## SUPPLIED RECORDS
•••
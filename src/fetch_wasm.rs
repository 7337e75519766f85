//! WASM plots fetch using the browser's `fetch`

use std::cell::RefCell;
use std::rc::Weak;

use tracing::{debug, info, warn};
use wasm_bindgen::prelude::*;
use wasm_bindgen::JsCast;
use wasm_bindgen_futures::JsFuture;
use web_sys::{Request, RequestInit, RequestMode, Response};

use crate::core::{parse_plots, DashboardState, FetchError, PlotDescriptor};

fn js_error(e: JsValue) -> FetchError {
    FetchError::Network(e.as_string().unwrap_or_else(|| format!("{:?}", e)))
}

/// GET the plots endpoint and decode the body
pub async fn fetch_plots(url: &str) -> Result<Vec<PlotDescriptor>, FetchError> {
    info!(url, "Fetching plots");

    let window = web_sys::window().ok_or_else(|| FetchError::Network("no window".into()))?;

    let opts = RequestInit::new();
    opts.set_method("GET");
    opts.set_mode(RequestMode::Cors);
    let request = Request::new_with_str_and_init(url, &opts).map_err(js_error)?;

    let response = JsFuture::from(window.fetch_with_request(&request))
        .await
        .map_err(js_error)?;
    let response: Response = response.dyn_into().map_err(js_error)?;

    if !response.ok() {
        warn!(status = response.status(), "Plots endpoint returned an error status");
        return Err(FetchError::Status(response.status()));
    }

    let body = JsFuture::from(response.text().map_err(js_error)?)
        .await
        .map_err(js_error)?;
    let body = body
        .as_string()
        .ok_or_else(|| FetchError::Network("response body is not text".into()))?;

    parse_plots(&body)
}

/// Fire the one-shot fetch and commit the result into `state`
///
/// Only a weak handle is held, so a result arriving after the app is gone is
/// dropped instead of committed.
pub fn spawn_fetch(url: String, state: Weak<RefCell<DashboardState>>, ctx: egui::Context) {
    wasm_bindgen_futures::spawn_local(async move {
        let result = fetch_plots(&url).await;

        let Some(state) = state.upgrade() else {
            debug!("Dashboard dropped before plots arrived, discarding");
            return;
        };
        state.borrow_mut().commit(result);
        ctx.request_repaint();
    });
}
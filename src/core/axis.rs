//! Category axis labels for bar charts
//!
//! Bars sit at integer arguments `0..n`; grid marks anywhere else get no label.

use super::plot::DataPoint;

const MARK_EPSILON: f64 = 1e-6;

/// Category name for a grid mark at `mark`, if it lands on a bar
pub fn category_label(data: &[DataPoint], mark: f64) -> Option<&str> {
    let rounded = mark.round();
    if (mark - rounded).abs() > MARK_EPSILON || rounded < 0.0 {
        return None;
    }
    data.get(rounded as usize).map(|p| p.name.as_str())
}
•••
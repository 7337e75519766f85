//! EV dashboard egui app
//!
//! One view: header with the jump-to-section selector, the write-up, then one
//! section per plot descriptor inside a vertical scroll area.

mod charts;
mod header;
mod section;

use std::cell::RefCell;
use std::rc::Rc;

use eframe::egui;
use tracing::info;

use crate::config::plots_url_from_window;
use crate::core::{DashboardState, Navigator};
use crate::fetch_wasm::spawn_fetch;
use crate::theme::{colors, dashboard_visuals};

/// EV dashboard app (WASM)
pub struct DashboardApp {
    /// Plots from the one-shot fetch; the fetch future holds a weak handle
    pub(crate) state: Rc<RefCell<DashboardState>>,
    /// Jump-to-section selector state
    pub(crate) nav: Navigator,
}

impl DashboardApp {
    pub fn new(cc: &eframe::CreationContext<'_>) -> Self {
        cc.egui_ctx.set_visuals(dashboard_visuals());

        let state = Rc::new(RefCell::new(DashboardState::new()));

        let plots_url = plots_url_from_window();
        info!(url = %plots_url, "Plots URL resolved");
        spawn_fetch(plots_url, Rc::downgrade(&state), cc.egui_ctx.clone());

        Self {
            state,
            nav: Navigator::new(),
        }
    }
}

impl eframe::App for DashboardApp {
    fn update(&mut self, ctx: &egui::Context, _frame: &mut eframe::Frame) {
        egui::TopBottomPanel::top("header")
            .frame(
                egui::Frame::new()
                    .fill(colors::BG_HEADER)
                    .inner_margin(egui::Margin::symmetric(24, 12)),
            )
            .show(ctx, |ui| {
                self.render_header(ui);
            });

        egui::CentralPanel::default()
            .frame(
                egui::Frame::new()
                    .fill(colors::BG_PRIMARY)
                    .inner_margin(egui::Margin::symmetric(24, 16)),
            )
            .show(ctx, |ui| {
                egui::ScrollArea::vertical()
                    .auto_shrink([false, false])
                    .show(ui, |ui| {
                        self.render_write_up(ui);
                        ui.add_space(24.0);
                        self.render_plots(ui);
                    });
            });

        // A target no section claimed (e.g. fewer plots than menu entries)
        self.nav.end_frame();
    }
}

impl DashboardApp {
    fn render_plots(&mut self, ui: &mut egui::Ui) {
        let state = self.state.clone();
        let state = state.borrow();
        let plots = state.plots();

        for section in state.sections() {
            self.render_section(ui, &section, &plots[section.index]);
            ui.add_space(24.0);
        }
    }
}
•••
## YOUR TASK
Only the count is needed: the number of lines in the data that include the word "opts".

## ANSWER BELOW
4